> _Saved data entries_
§
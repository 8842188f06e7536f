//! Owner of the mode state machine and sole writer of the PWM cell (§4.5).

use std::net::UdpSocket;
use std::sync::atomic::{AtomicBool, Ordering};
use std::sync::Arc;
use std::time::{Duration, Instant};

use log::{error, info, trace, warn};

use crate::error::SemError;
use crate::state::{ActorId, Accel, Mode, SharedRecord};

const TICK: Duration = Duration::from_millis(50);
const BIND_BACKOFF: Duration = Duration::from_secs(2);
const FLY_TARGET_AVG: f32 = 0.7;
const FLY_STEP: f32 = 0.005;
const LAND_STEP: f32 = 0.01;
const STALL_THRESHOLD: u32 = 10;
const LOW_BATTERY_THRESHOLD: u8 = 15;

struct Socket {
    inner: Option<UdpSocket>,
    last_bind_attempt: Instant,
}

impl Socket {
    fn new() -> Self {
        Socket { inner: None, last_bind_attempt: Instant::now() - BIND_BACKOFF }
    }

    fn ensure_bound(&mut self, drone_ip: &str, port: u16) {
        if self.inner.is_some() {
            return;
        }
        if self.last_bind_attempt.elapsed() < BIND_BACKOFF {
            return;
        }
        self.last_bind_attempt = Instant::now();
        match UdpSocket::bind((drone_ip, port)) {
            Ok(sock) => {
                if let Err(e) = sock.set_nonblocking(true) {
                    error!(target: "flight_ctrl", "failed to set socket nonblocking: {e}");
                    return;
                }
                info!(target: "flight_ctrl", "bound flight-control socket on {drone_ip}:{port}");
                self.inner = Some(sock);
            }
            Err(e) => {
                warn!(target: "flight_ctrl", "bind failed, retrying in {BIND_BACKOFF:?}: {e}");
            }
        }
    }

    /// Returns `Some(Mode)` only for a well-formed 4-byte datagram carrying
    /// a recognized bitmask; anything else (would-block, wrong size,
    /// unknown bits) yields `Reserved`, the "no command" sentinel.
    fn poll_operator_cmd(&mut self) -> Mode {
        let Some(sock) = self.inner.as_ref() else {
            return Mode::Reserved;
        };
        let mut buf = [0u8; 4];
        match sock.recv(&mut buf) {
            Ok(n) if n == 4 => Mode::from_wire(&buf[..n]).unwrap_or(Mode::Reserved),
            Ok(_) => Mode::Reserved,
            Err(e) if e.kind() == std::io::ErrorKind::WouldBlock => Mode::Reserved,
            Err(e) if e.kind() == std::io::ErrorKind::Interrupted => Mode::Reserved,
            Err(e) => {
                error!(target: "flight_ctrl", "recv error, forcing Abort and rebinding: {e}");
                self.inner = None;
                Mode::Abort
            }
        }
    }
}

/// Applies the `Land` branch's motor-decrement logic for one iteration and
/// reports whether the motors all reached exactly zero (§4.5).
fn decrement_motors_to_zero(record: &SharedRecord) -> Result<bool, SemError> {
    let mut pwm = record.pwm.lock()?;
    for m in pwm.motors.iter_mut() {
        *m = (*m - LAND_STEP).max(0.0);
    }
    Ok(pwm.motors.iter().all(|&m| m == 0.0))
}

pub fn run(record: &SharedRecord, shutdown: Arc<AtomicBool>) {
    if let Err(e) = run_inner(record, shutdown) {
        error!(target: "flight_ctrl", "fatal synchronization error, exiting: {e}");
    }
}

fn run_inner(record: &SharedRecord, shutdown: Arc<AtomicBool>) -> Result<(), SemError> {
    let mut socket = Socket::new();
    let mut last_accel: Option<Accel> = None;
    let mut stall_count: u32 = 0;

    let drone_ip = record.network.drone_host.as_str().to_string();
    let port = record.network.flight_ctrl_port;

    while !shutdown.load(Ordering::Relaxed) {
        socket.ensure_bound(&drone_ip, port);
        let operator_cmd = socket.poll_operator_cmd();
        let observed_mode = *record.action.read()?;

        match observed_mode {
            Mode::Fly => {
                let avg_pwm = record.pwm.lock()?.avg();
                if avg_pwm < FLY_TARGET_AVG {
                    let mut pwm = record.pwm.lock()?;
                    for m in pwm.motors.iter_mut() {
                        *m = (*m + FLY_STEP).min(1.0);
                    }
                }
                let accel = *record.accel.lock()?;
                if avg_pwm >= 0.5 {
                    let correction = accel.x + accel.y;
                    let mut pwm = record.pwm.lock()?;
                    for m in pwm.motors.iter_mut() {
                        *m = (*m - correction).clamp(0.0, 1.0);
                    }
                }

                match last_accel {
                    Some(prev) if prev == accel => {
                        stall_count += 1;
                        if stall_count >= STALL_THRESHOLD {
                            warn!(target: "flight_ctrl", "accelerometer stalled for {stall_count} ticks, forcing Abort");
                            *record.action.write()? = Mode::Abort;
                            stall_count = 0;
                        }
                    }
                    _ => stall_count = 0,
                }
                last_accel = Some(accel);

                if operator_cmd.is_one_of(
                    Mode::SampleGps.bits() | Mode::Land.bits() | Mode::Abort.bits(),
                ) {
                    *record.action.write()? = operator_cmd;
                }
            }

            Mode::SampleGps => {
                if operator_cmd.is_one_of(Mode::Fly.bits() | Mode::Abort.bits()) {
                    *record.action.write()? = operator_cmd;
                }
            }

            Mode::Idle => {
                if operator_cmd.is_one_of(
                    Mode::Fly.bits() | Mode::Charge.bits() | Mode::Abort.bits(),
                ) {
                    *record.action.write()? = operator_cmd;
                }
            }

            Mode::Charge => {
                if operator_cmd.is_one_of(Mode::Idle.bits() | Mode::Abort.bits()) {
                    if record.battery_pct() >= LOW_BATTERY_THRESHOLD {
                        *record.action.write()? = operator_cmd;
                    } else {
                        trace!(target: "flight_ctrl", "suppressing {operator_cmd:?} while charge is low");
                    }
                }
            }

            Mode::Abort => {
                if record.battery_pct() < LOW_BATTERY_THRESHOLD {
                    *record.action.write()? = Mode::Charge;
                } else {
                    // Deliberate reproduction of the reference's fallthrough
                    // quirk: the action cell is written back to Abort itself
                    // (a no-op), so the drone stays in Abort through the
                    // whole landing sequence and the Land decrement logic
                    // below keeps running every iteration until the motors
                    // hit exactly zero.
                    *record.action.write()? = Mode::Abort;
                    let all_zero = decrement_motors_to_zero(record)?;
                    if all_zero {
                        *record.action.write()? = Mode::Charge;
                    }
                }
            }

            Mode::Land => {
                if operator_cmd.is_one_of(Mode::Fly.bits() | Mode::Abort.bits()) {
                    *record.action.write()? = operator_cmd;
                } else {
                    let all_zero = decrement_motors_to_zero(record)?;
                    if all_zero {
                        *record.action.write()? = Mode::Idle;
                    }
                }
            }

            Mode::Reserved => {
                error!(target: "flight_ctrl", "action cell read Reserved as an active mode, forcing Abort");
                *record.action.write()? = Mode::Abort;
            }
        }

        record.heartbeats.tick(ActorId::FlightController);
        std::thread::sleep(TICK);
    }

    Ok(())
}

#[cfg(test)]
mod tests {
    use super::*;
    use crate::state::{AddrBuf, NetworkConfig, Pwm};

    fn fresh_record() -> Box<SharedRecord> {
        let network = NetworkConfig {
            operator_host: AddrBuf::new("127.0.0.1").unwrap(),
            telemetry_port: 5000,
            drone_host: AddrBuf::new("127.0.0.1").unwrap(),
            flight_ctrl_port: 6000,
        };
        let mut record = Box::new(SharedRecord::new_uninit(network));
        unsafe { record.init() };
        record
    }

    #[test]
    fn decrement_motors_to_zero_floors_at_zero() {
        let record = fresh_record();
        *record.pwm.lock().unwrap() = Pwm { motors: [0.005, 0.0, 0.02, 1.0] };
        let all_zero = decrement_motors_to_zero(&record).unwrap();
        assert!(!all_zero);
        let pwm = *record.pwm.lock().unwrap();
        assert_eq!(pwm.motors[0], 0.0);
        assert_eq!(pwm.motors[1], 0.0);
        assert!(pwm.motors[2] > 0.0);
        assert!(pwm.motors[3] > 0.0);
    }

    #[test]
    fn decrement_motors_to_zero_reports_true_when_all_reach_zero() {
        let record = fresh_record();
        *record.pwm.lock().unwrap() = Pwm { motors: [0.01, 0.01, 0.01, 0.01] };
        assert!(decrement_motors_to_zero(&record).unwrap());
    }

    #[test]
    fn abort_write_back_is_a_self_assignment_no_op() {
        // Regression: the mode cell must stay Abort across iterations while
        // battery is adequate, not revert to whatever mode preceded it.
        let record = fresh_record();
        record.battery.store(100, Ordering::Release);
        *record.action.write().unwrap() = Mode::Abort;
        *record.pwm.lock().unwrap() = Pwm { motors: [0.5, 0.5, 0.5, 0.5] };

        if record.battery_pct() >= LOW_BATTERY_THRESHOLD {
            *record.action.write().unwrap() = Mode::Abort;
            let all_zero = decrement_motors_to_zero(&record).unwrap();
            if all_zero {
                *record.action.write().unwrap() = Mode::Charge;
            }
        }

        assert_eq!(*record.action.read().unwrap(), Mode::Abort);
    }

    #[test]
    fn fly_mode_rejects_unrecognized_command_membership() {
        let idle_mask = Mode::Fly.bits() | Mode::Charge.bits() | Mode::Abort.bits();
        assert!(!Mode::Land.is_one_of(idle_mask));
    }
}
§
> _ABOUT THIS TASK_
Take the lines above from the first through the one containing "const TICK: Duration" and reproduce them exactly; include nothing else.

> _RESPONSE TO THE TASK_
repository 8842188f06e7536f
//! Owner of the mode state machine and sole writer of the PWM cell (§4.5).

use std::net::UdpSocket;
use std::sync::atomic::{AtomicBool, Ordering};
use std::sync::Arc;
use std::time::{Duration, Instant};

use log::{error, info, trace, warn};

use crate::error::SemError;
use crate::state::{ActorId, Accel, Mode, SharedRecord};

const TICK: Duration = Duration::from_millis(50);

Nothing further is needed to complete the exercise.